APPERSON, K. DENISE, BAI GUOPING, and DAVID K. HOBDAY, Energy & Geoscience Institute, University of Utah

The Songliao Basin is geologically unique with respect to the large volumes of organically rich nonmarine source rock, high geothermal gradients, structural focusing of major depositional system, and tectonic inversion coincident with the main locus of clastic deposition. Much of the basin has reached a mature stage of exploration, with cumulative production of over 10 billion barrels, but new exploration plays are being developed in several parts of the basin, including deeper targets in the north and a major emphasis on gas in the southern sector.

The tectonic evolution of Songliao Basin was typical of fault-bounded continental rifts. Complex Hercynian tectonic grain influenced the horst and graben topography of the synrift Upper Jurassic and Neocomian basins. As many as 40 discrete grabens and half grabens each show their own distinct patterns of deposition, with varying exploration potential. Alluvial-fan and fan-delta conglomerates, volcaniclastics, and coarse sandstones flank the faulted subbasin margins, with finer-grained coal-bearing strata of deltaic and lake-margin environments along the gently sloping ramped margins of half grabens. The axial depressions were filled with organic-rich lacustrine sediments. Deposition in the Jurassic-Neocomian subbasins was characterized by narrow facies zones and abrupt lateral facies changes. There is a suggestion that half-grabens were dominated by fluvial systems whereas full grabens developed lacustrine or coaly depocenters.

As individual rift basins filled, the area of deposition expanded, and by Aptian time, rift extension gave way to broader, more uniform subsidence. Most of the existing production is from rocks deposited during the post-rift sag phase. Deposition was characterized by broad facies zones and distinctive faces differentiation. Subsidence rates declined from around 300m/my during rifting to 20 m/my during the Late Cretaceous, just before the onset of tectonic inversion related to opening of the Sea of Japan.

Genetic stratigraphic sequences in the Lower Cretaceous section of Songliao Basin, each bounded by a major lacustrine flooding surface, reflect a combination of external controls: tectonism, climate, lake level, and sediment supply. Cyclic changes in lake level corresponded in general terms with established Cretaceous sea levels, but with higher amplitude, more frequent variation typical of closed lake basins. Episodes of tectonically or climatically controlled clastic influx, particularly during times of reduced lake level when the lake shrank to 70,000 sq km or less, alternated with slow rates of fine-grained sedimentation during episodes of lake expansion to 230,000 sq km or more (Fig. 1). Compared to marine condensed sections, the lacustrine mudstone flooding intervals are anomalously thick, perhaps due to sediment sources which surrounded the entire depocenter.

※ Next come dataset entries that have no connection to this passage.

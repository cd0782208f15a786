use async_trait::async_trait;
use dashmap::mapref::entry::Entry;
use dashmap::DashMap;
use jiff::Timestamp;
use linklet_core::store::Result;
use linklet_core::{LinkRecord, LinkStore, ShortCode};

/// In-memory implementation of the `LinkStore` trait using DashMap.
///
/// DashMap's sharded locks scope every operation to the shard owning the
/// key, which provides the per-code linearizability the trait requires:
/// `entry()` makes create-if-absent a single guarded step, `get_mut()`
/// holds the shard write lock for the whole increment, and `remove()` is
/// a single guarded removal. A racing increment and delete therefore
/// resolve to one of the two orderings, and a removed record can never
/// come back.
#[derive(Debug, Clone, Default)]
pub struct InMemoryLinkStore {
    links: DashMap<ShortCode, LinkRecord>,
}

impl InMemoryLinkStore {
    /// Creates a new in-memory link store.
    pub fn new() -> Self {
        Self {
            links: DashMap::new(),
        }
    }

    /// Creates a new in-memory link store with the specified capacity.
    pub fn with_capacity(capacity: usize) -> Self {
        Self {
            links: DashMap::with_capacity(capacity),
        }
    }
}

#[async_trait]
impl LinkStore for InMemoryLinkStore {
    async fn create_if_absent(
        &self,
        code: &ShortCode,
        target_url: &str,
    ) -> Result<Option<LinkRecord>> {
        match self.links.entry(code.clone()) {
            Entry::Occupied(_) => Ok(None),
            Entry::Vacant(slot) => {
                let record = LinkRecord::new(code.clone(), target_url);
                slot.insert(record.clone());
                Ok(Some(record))
            }
        }
    }

    async fn get(&self, code: &ShortCode) -> Result<Option<LinkRecord>> {
        Ok(self.links.get(code).map(|entry| entry.clone()))
    }

    async fn increment_click(&self, code: &ShortCode) -> Result<Option<LinkRecord>> {
        // The shard write lock is held across both field updates, so the
        // count and the access stamp always land together.
        let Some(mut entry) = self.links.get_mut(code) else {
            return Ok(None);
        };
        entry.click_count += 1;
        entry.last_accessed_at = Some(Timestamp::now());
        Ok(Some(entry.clone()))
    }

    async fn delete(&self, code: &ShortCode) -> Result<bool> {
        Ok(self.links.remove(code).is_some())
    }
}
use crate::error::{AppError, Result};
use crate::model::{CreateLinkRequest, CreateLinkResponse, LinkStatsResponse};
use crate::state::AppState;
use axum::extract::{Path, State};
use axum::http::{header, StatusCode};
use axum::response::{IntoResponse, Response};
use axum::Json;
use linklet_core::ShortCode;
use linklet_service::ServiceError;

pub async fn create_link_handler(
    State(state): State<AppState>,
    Json(request): Json<CreateLinkRequest>,
) -> Result<Response> {
    let record = state.links().create(&request.url).await?;
    Ok((StatusCode::CREATED, Json(CreateLinkResponse::from(record))).into_response())
}

pub async fn redirect_handler(
    Path(code): Path<String>,
    State(state): State<AppState>,
) -> Result<Response> {
    let code = parse_code(&code)?;
    let record = state.links().resolve(&code).await?;

    // 302 rather than 301: a permanent redirect would let browsers cache
    // the hop and bypass the click counter.
    Ok((
        StatusCode::FOUND,
        [(header::LOCATION, record.target_url)],
    )
        .into_response())
}

pub async fn stats_handler(
    Path(code): Path<String>,
    State(state): State<AppState>,
) -> Result<Json<LinkStatsResponse>> {
    let code = parse_code(&code)?;
    let record = state.links().stats(&code).await?;
    Ok(Json(LinkStatsResponse::from(record)))
}

pub async fn delete_link_handler(
    Path(code): Path<String>,
    State(state): State<AppState>,
) -> Result<StatusCode> {
    let code = parse_code(&code)?;
    if state.links().delete(&code).await? {
        Ok(StatusCode::NO_CONTENT)
    } else {
        Err(AppError::from(ServiceError::NotFound))
    }
}

/// A syntactically invalid code can never exist, so lookups and deletes
/// treat it as absent rather than a distinct client error.
fn parse_code(raw: &str) -> Result<ShortCode> {
    ShortCode::parse(raw).map_err(|_| AppError::from(ServiceError::NotFound))
}
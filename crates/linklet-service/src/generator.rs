pub mod random;

use linklet_core::ShortCode;

/// Trait for generating candidate short codes.
///
/// Implementations are pure generators that don't interact with storage.
/// Uniqueness is enforced by the store's atomic create-if-absent, not by
/// the generator: two in-flight creates may be handed the same candidate,
/// and exactly one of them will win the insert.
pub trait CodeGenerator: Send + Sync + 'static {
    /// Produces a fresh candidate short code.
    fn generate(&self) -> ShortCode;
}
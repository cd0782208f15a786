mod health;
mod link;

pub use health::health_handler;
pub use link::{create_link_handler, delete_link_handler, redirect_handler, stats_handler};
use clap::Parser;
use linklet_gateway::app::App;
use linklet_gateway::cli::CLI;
use linklet_gateway::state::AppState;
use linklet_service::{LinkService, RandomGenerator};
use linklet_storage::InMemoryLinkStore;
use std::sync::Arc;
use tokio::signal;
use tracing::info;
use tracing_subscriber::EnvFilter;

#[tokio::main]
async fn main() -> Result<(), Box<dyn std::error::Error>> {
    tracing_subscriber::fmt()
        .with_env_filter(EnvFilter::try_from_default_env().unwrap_or_else(|_| EnvFilter::new("info")))
        .init();

    let config = CLI::try_parse()?;

    let service = LinkService::new(
        InMemoryLinkStore::new(),
        RandomGenerator::with_length(config.code_length as usize),
    );
    let state = AppState::new(Arc::new(service));

    let listener = tokio::net::TcpListener::bind(config.listen_addr).await?;
    info!(
        listen_addr = %listener.local_addr()?,
        code_length = config.code_length,
        "starting linklet gateway"
    );

    App::serve(listener, state, shutdown_signal()).await?;

    info!("gateway stopped");
    Ok(())
}

/// Completes on SIGINT (ctrl-c) or, on unix, SIGTERM.
async fn shutdown_signal() {
    let ctrl_c = async {
        signal::ctrl_c()
            .await
            .expect("failed to install ctrl-c handler");
    };

    #[cfg(unix)]
    let terminate = async {
        signal::unix::signal(signal::unix::SignalKind::terminate())
            .expect("failed to install sigterm handler")
            .recv()
            .await;
    };

    #[cfg(not(unix))]
    let terminate = std::future::pending::<()>();

    tokio::select! {
        _ = ctrl_c => {}
        _ = terminate => {}
    }

    info!("shutdown signal received, draining in-flight requests");
}
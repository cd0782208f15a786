use std::sync::Arc;

use linklet_service::Linker;

#[derive(Clone)]
pub struct AppState {
    links: Arc<dyn Linker>,
}

impl AppState {
    pub fn new(links: Arc<dyn Linker>) -> Self {
        Self { links }
    }

    pub fn links(&self) -> &dyn Linker {
        self.links.as_ref()
    }
}
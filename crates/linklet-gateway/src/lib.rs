//! HTTP endpoint layer for the linklet short-link service.
//!
//! Translates requests to link service calls and encodes results on the
//! wire. No business logic lives here beyond request decoding, status
//! mapping, and response encoding.

pub mod app;
pub mod cli;
pub mod error;
pub mod handlers;
pub mod model;
pub mod state;
//! I/O adapter between the outside world and the cascade.
//!
//! Inbound, raw sensor or slider readings become physical intensities
//! (events/s) on a log scale. Outbound, cell currents become normalised
//! display values, an intensity-weighted rod/cone blend, an LED duty cycle
//! and serial log lines. None of this feeds back into the cascade.

mod display;
mod mapping;
mod serial;
mod sources;

pub use display::{
    blend, normalized_response, photopic_weight, pwm_duty, BlendedResponse, VisionRegime,
};
pub use mapping::{sanitize_intensity, IntensityMapping, MAX_INTENSITY};
pub use serial::{format_line, SerialLogger, SERIAL_HEADER};
pub use sources::{ConstantIntensity, RawSensorSource, SliderSweep};

use anyhow::Result;

use crate::state::SimulationMetrics;

/// Supplies the light intensity, sampled once per outer tick
pub trait IntensitySource {
    /// Intensity (events/s) at `elapsed_sec` since the run started
    fn sample(&mut self, elapsed_sec: f64) -> f64;
}

impl<F> IntensitySource for F
where
    F: FnMut(f64) -> f64,
{
    fn sample(&mut self, elapsed_sec: f64) -> f64 {
        self(elapsed_sec)
    }
}

/// Consumes the per-tick output
pub trait ResponseSink {
    fn consume(&mut self, metrics: &SimulationMetrics) -> Result<()>;
}

impl ResponseSink for Vec<SimulationMetrics> {
    fn consume(&mut self, metrics: &SimulationMetrics) -> Result<()> {
        self.push(metrics.clone());
        Ok(())
    }
}

impl<S: ResponseSink + ?Sized> ResponseSink for &mut S {
    fn consume(&mut self, metrics: &SimulationMetrics) -> Result<()> {
        (**self).consume(metrics)
    }
}

/// Forwards every snapshot to two sinks
pub struct Tee<A, B> {
    pub first: A,
    pub second: B,
}

impl<A, B> Tee<A, B> {
    pub fn new(first: A, second: B) -> Self {
        Self { first, second }
    }
}

impl<A: ResponseSink, B: ResponseSink> ResponseSink for Tee<A, B> {
    fn consume(&mut self, metrics: &SimulationMetrics) -> Result<()> {
        self.first.consume(metrics)?;
        self.second.consume(metrics)
    }
}
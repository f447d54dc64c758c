//! Wall-clock pacing of the simulation driver.
//!
//! The loop polls a monotonic clock and does work only once a full tick
//! interval has passed since the previous tick; between ticks it spins.
//! There are no suspension points, and nothing is cancelled: the loop ends
//! only when its `RunLimit` is reached, or never for `RunLimit::Forever`.

use std::time::{Duration, Instant};

use anyhow::Result;

use super::simulation::SimulationDriver;
use crate::adapter::{IntensitySource, ResponseSink};

/// When the loop stops
#[derive(Debug, Clone, Copy, PartialEq, Eq)]
pub enum RunLimit {
    /// Run until the process is terminated
    Forever,
    /// Stop after this many ticks
    Ticks(u64),
    /// Stop once this much wall-clock time has passed
    WallClock(Duration),
}

impl RunLimit {
    /// Wall-clock limit from seconds.
    ///
    /// Negative and NaN values stop immediately; values too large for a
    /// `Duration` (including +∞) run forever.
    pub fn wall_clock_secs(secs: f64) -> Self {
        let secs = if secs.is_nan() { 0.0 } else { secs.max(0.0) };
        match Duration::try_from_secs_f64(secs) {
            Ok(duration) => RunLimit::WallClock(duration),
            Err(_) => {
                log::warn!("Run duration {} s is out of range, running until terminated", secs);
                RunLimit::Forever
            }
        }
    }
}

/// Outcome of a finite run
#[derive(Debug, Clone, Copy, PartialEq)]
pub struct RunSummary {
    pub ticks: u64,
    pub wall_elapsed: Duration,
    pub simulated_sec: f64,
    /// Ticks that started at least one full interval late
    pub overruns: u64,
}

/// Busy-polling real-time loop around a `SimulationDriver`
pub struct RealTimeLoop {
    driver: SimulationDriver,
    tick_interval: Duration,
}

impl RealTimeLoop {
    pub fn new(driver: SimulationDriver) -> Self {
        let tick_interval = Duration::from_secs_f64(driver.config().tick_interval_sec);
        Self {
            driver,
            tick_interval,
        }
    }

    pub fn driver(&self) -> &SimulationDriver {
        &self.driver
    }

    pub fn driver_mut(&mut self) -> &mut SimulationDriver {
        &mut self.driver
    }

    pub fn into_driver(self) -> SimulationDriver {
        self.driver
    }

    pub fn tick_interval(&self) -> Duration {
        self.tick_interval
    }

    /// Pace the driver against the wall clock.
    ///
    /// The source is sampled once per tick with the simulated time at the
    /// start of that tick; the sink receives the metrics after every tick.
    /// A sink error stops the loop and is returned.
    pub fn run<S, K>(&mut self, source: &mut S, sink: &mut K, limit: RunLimit) -> Result<RunSummary>
    where
        S: IntensitySource + ?Sized,
        K: ResponseSink + ?Sized,
    {
        log::info!(
            "Real-time loop started: tick {:?}, {} sub-steps, limit {:?}",
            self.tick_interval,
            self.driver.config().substeps_per_tick,
            limit
        );

        let start = Instant::now();
        let mut last_tick = start;
        let mut ticks = 0u64;
        let mut overruns = 0u64;

        loop {
            if let RunLimit::Ticks(max) = limit {
                if ticks >= max {
                    break;
                }
            }

            let now = Instant::now();
            if let RunLimit::WallClock(max) = limit {
                if now.duration_since(start) >= max {
                    break;
                }
            }

            let since_last = now.duration_since(last_tick);
            if since_last < self.tick_interval {
                std::hint::spin_loop();
                continue;
            }
            if since_last >= self.tick_interval * 2 {
                overruns += 1;
            }
            last_tick = now;

            let intensity = source.sample(self.driver.simulation_time_sec());
            let metrics = self.driver.tick(intensity);
            sink.consume(&metrics)?;
            ticks += 1;

            if ticks % 500 == 0 {
                log::debug!(
                    "t = {:.1} s: I = {:.2}, rod {:.2} pA, cone {:.2} pA",
                    metrics.simulation_time_sec,
                    metrics.intensity,
                    metrics.rod.current_pA,
                    metrics.cone.current_pA
                );
            }
        }

        let summary = RunSummary {
            ticks,
            wall_elapsed: start.elapsed(),
            simulated_sec: self.driver.simulation_time_sec(),
            overruns,
        };
        log::info!(
            "Real-time loop stopped after {} ticks ({:.3} s wall, {:.3} s simulated, {} overruns)",
            summary.ticks,
            summary.wall_elapsed.as_secs_f64(),
            summary.simulated_sec,
            summary.overruns
        );
        Ok(summary)
    }
}
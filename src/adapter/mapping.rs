//! Mapping raw sensor or slider input onto physical light intensity.

use serde::{Deserialize, Serialize};

use crate::config::AdapterConfig;
use crate::error::ConfigError;

/// Ceiling applied to incoming intensities (events/s), far above cone saturation
pub const MAX_INTENSITY: f64 = 1e12;

/// Bring an arbitrary input into the integrator's domain of finite, non-negative intensities.
///
/// NaN and negative inputs become darkness; values above `MAX_INTENSITY`
/// (including +∞) are capped.
#[inline]
pub fn sanitize_intensity(intensity: f64) -> f64 {
    if intensity.is_nan() || intensity <= 0.0 {
        0.0
    } else {
        intensity.min(MAX_INTENSITY)
    }
}

/// Log-scale map from a normalised input in [0, 1] to intensity:
/// `I = 10^(a + b·x)`.
#[derive(Debug, Clone, Copy, PartialEq, Serialize, Deserialize)]
pub struct IntensityMapping {
    /// a: log10 of the intensity at x = 0
    pub log10_min: f64,
    /// b: decades covered between x = 0 and x = 1
    pub log10_span: f64,
    /// Full-scale raw reading (10-bit ADC: 1023)
    pub raw_max: u16,
}

impl IntensityMapping {
    pub fn new(config: &AdapterConfig) -> Result<Self, ConfigError> {
        if !config.log10_min_intensity.is_finite() {
            return Err(ConfigError::InvalidMapping(format!(
                "log10 minimum intensity must be finite, got {}",
                config.log10_min_intensity
            )));
        }
        if !(config.log10_intensity_span.is_finite() && config.log10_intensity_span > 0.0) {
            return Err(ConfigError::InvalidMapping(format!(
                "log10 intensity span must be finite and positive, got {}",
                config.log10_intensity_span
            )));
        }
        if config.raw_input_max == 0 {
            return Err(ConfigError::InvalidMapping(
                "raw input full scale must be non-zero".to_string(),
            ));
        }

        Ok(Self {
            log10_min: config.log10_min_intensity,
            log10_span: config.log10_intensity_span,
            raw_max: config.raw_input_max,
        })
    }

    /// Intensity for a normalised input (clamped to [0, 1])
    pub fn intensity(&self, normalized: f64) -> f64 {
        let x = if normalized.is_nan() { 0.0 } else { normalized.clamp(0.0, 1.0) };
        10f64.powf(self.log10_min + self.log10_span * x)
    }

    /// Intensity for a raw sensor reading (e.g. potentiometer on a 10-bit ADC)
    pub fn from_raw(&self, raw: u16) -> f64 {
        let normalized = f64::from(raw.min(self.raw_max)) / f64::from(self.raw_max);
        self.intensity(normalized)
    }

    /// Inverse map, clamped to [0, 1]; non-positive intensities give 0
    pub fn normalized(&self, intensity: f64) -> f64 {
        if !(intensity > 0.0) {
            return 0.0;
        }
        ((intensity.log10() - self.log10_min) / self.log10_span).clamp(0.0, 1.0)
    }

    /// Intensity range covered by the mapping
    pub fn range(&self) -> (f64, f64) {
        (self.intensity(0.0), self.intensity(1.0))
    }
}

impl Default for IntensityMapping {
    fn default() -> Self {
        let config = AdapterConfig::default();
        Self {
            log10_min: config.log10_min_intensity,
            log10_span: config.log10_intensity_span,
            raw_max: config.raw_input_max,
        }
    }
}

Exploration has focused on deltaic reservoirs of the Aptian/Albian Qingshankou, Yaojia, and Nenjiang Formations, which contain more than 90 percent of known reserves. This genetic stratigraphic sequence is bounded below and above by thick, regionally extensive mudstone of the Qing-1 and Nen-1 Members, which originated in stratified, anoxic lakes, favoring preservation of immense volumes of oil-prone organic material (Fig. 1 ). Additional exploration targets are present beneath the deltaic interval, in lake-floor fans (identifiable on seismic) and channel-levee complexes of the Upper Jurassic rift section.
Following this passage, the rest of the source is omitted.